━━━ DATA SHOWN ━━━

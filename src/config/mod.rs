// ==========================================
// 查找表文本导入 - 配置层
// ==========================================
// 职责: 切片大小 / 输出目录 / 导入目标 的读取
// 存储: config_kv 表，缺省回落内置默认值
// ==========================================

pub mod config_manager;
pub mod import_config_trait;

// 重导出核心配置管理器
pub use config_manager::{config_keys, ConfigManager};
pub use import_config_trait::{DefaultImportConfig, ImportConfigReader};
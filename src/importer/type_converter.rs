// ==========================================
// 查找表文本导入 - 类型转换
// ==========================================
// 空/空白文本 → None
// Text: 原样返回
// Integer / Boolean / Decimal: 区域无关解析，失败 → None（不报错）
// Decimal: decimalPlaces > 0 时按 10^decimalPlaces 缩放（定点文本）
// ==========================================

use crate::domain::mapping::ValueMap;
use crate::domain::types::ValueType;
use crate::importer::error::{ImportError, ImportResult};
use rust_decimal::Decimal;
use serde_json::Value;
use std::fmt;
use std::str::FromStr;

// ==========================================
// FieldValue - 转换后的字段值
// ==========================================
#[derive(Debug, Clone, PartialEq)]
pub enum FieldValue {
    Text(String),
    Integer(i32),
    Boolean(bool),
    Decimal(Decimal),
}

impl FieldValue {
    pub fn as_decimal(&self) -> Option<Decimal> {
        match self {
            FieldValue::Decimal(d) => Some(*d),
            FieldValue::Integer(i) => Some(Decimal::from(*i)),
            _ => None,
        }
    }

    pub fn value_type(&self) -> ValueType {
        match self {
            FieldValue::Text(_) => ValueType::Text,
            FieldValue::Integer(_) => ValueType::Integer,
            FieldValue::Boolean(_) => ValueType::Boolean,
            FieldValue::Decimal(_) => ValueType::Decimal,
        }
    }

    /// 值对象中的 JSON 表示
    pub fn to_json(&self) -> Value {
        match self {
            FieldValue::Text(s) => Value::String(s.clone()),
            FieldValue::Integer(i) => Value::from(*i),
            FieldValue::Boolean(b) => Value::Bool(*b),
            // 小数以文本保留全部位数与标度
            FieldValue::Decimal(d) => Value::String(d.to_string()),
        }
    }
}

impl fmt::Display for FieldValue {
    fn fmt(&self, f: &mut fmt::Formatter<'_>) -> fmt::Result {
        match self {
            FieldValue::Text(s) => write!(f, "{}", s),
            FieldValue::Integer(i) => write!(f, "{}", i),
            FieldValue::Boolean(b) => write!(f, "{}", b),
            FieldValue::Decimal(d) => write!(f, "{}", d),
        }
    }
}

/// 按字段定义转换原始文本
pub fn convert_value(raw: Option<&str>, field: &ValueMap) -> Option<FieldValue> {
    let raw = raw?;
    if raw.trim().is_empty() {
        return None;
    }

    match field.value_type {
        ValueType::Text => Some(FieldValue::Text(raw.to_string())),
        ValueType::Integer => raw.trim().parse::<i32>().ok().map(FieldValue::Integer),
        ValueType::Boolean => parse_boolean(raw).map(FieldValue::Boolean),
        ValueType::Decimal => parse_decimal(raw)
            .and_then(|d| scale_decimal(d, field.decimal_places))
            .map(FieldValue::Decimal),
    }
}

/// 区间值专用转换：结果必须可作为小数使用
pub fn convert_decimal(raw: Option<&str>, field: &ValueMap) -> ImportResult<Option<Decimal>> {
    match convert_value(raw, field) {
        None => Ok(None),
        Some(value) => value
            .as_decimal()
            .map(Some)
            .ok_or_else(|| ImportError::RangeValueNotDecimal {
                value_type: value.value_type().to_string(),
            }),
    }
}

fn parse_boolean(raw: &str) -> Option<bool> {
    let raw = raw.trim();
    if raw.eq_ignore_ascii_case("true") {
        Some(true)
    } else if raw.eq_ignore_ascii_case("false") {
        Some(false)
    } else {
        None
    }
}

fn parse_decimal(raw: &str) -> Option<Decimal> {
    // 允许千分位分隔符
    let normalized: String = raw.trim().chars().filter(|c| *c != ',').collect();
    Decimal::from_str(&normalized).ok()
}

/// 定点缩放: 12345 @2 → 123.45（保留位数，1.50 不会变成 1.5）
fn scale_decimal(value: Decimal, decimal_places: u32) -> Option<Decimal> {
    if decimal_places == 0 {
        return Some(value);
    }
    let mut scaled = value;
    scaled.set_scale(value.scale().checked_add(decimal_places)?).ok()?;
    Some(scaled)
}
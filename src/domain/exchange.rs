// ==========================================
// 查找表文本导入 - 交换文档
// ==========================================
// 结构: Exchange → 租户 → 法规 → 查找表
// 租户与法规仅做标识（NoUpdate），查找表携带切片的更新模式
// ==========================================

use crate::domain::lookup::LookupSet;
use crate::domain::types::UpdateMode;
use serde::{Deserialize, Serialize};

#[derive(Debug, Clone, PartialEq, Serialize, Deserialize)]
#[serde(rename_all = "camelCase")]
pub struct ExchangeRegulation {
    pub name: String,
    pub update_mode: UpdateMode,
    pub lookups: Vec<LookupSet>,
}

#[derive(Debug, Clone, PartialEq, Serialize, Deserialize)]
#[serde(rename_all = "camelCase")]
pub struct ExchangeTenant {
    pub identifier: String,
    pub update_mode: UpdateMode,
    pub regulations: Vec<ExchangeRegulation>,
}

#[derive(Debug, Clone, PartialEq, Serialize, Deserialize)]
#[serde(rename_all = "camelCase")]
pub struct Exchange {
    pub tenants: Vec<ExchangeTenant>,
}

impl Exchange {
    /// 构建单租户、单法规、单查找表的最小交换文档
    pub fn for_lookup(tenant: &str, regulation: &str, lookup: LookupSet) -> Self {
        Self {
            tenants: vec![ExchangeTenant {
                identifier: tenant.to_string(),
                update_mode: UpdateMode::NoUpdate,
                regulations: vec![ExchangeRegulation {
                    name: regulation.to_string(),
                    update_mode: UpdateMode::NoUpdate,
                    lookups: vec![lookup],
                }],
            }],
        }
    }

    /// 遍历文档内所有 (租户, 法规, 查找表)
    pub fn lookups(
        &self,
    ) -> impl Iterator<Item = (&ExchangeTenant, &ExchangeRegulation, &LookupSet)> {
        self.tenants.iter().flat_map(|tenant| {
            tenant.regulations.iter().flat_map(move |regulation| {
                regulation
                    .lookups
                    .iter()
                    .map(move |lookup| (tenant, regulation, lookup))
            })
        })
    }
}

━━━

What is the number of lines in the listing that include "normalized"? Answer with that number only.

2